Laos impressions

Fetal pigs for sale in Luang Prabang

A cycling trip... but the focus wasn't on the bike. The riding was more about working through my head cold on insufficient food. A physical challenge. But the memories are of impressions. Encounters. Sights and sounds. For example, humans and animals.

Pakbeng...Ban Faen...Udonzai...Pak Mong...: chickens, pigs, wander freely onto the road, from house to house, wherever they wish. I ask our guide Ken: how do the owners keep track of which are which? They know, he said. And anyway the chickens know where their home is: they come back there each night to eat and sleep. "And eventually to die," I think as he says this. Chickens everywhere. In the US, it's a rare thing to get away from the sound of cars. In rural Laos, welcome relief from the ubiquitous sound of engines, but the sound of roosters is everywhere. Which would I prefer had I been raised among the chickens?

Ban Faen: a very special dinner with the village elders. Lao Lao (rice whiskey) all around. Food is served. A pig's hoof floats in the soup. I'm vegetarian, yet I at least taste the broth. So much more honest, I think. So much more responsible, respectful of the pig, that everything is used, everything is eaten, even the hooves. In the US, people eat pork, not pigs. In Laos, people eat pigs. Hypocracy helps drive so many people to be vegetarian in the US. It goes beyond food: religion, as well, or holidays. It's Christmas eve this night, which most of us would prefer to forget.

Leaving Kiu Kachan on the road to Vientiane... Chinese Tour buses and cargo trucks speed down the center of the narrow road, barely reducing their speed as they roar through small villages with children, chickens, pigs, cows, dogs, and cats. How are there no collisions?

Riding into Luang Prabang, I hear wimpering ahead. Traffic is parting around a dog. This doesn't look good. Then I see it clearly. A severed dog leg lies nearby, the dog's stump with dangling flesh and exposed bone. Yet little blood. What should I do? The dog needs to move, but it's highly distressed, and may well attack if I approach. But then the he gathers himself and hops off the road on its three remaining legs. From behind me, someone laughs. I am appalled. But that response is based on a sheltered life. I don't directly deal with death on anything larger than a bug. These people have seen it virtually daily their whole lives. What is it that a dog lost its legs? Stupid dog. Yet I am still appalled.

Running out of Tha Heua while waiting for slower riders to arrive to the rest stop. I pass a cow laying on the side of the road. A board is held over the cow, on which two men lay, immobilizing it. Blood flows into a bucket from a large hole in the cow's neck. I've read of cows being "milked" by Hindus in India. This cow is not being so sustained: this will be its only "milking". I avoid staring: what right to I have to stare, with its implied judgments? I continue running, shaken. But I'm not upset. Factory farming upsets me, not this.

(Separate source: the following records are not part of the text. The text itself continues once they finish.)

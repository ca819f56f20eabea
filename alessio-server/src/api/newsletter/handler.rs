//! Newsletter API Handlers

use axum::{Json, extract::State};
use shared::models::Newsletter;

use crate::api::Ack;
use crate::core::ServerState;
use crate::utils::ValidatedJson;

/// POST /api/newsletter - acknowledged even if the signup is not stored
pub async fn subscribe(
    State(state): State<ServerState>,
    ValidatedJson(signup): ValidatedJson<Newsletter>,
) -> Json<Ack> {
    if let Err(e) = state.newsletter().create(&signup).await {
        tracing::warn!(collection = "newsletter", error = %e, "Newsletter signup not persisted");
    }
    Json(Ack::OK)
}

Beyond Laos: a market in Siem Reap, Cambodia. Eels swim in a bowl. One escapes onto the floor, but a child deftly scoops it up with a small dish and returns it to the bowl. A woman squats next to a cutting board and a bloody cleaver behind the bowl, waiting for customers. I saw a similar scene in De Lat in 2005. At a nearby stall, inverted turtles struggle to regain their feet. Life and death everywhere.

So many more impressions, so many scenes: I've already described too many. The reality was refreshing. This is not what is destroying the Earth.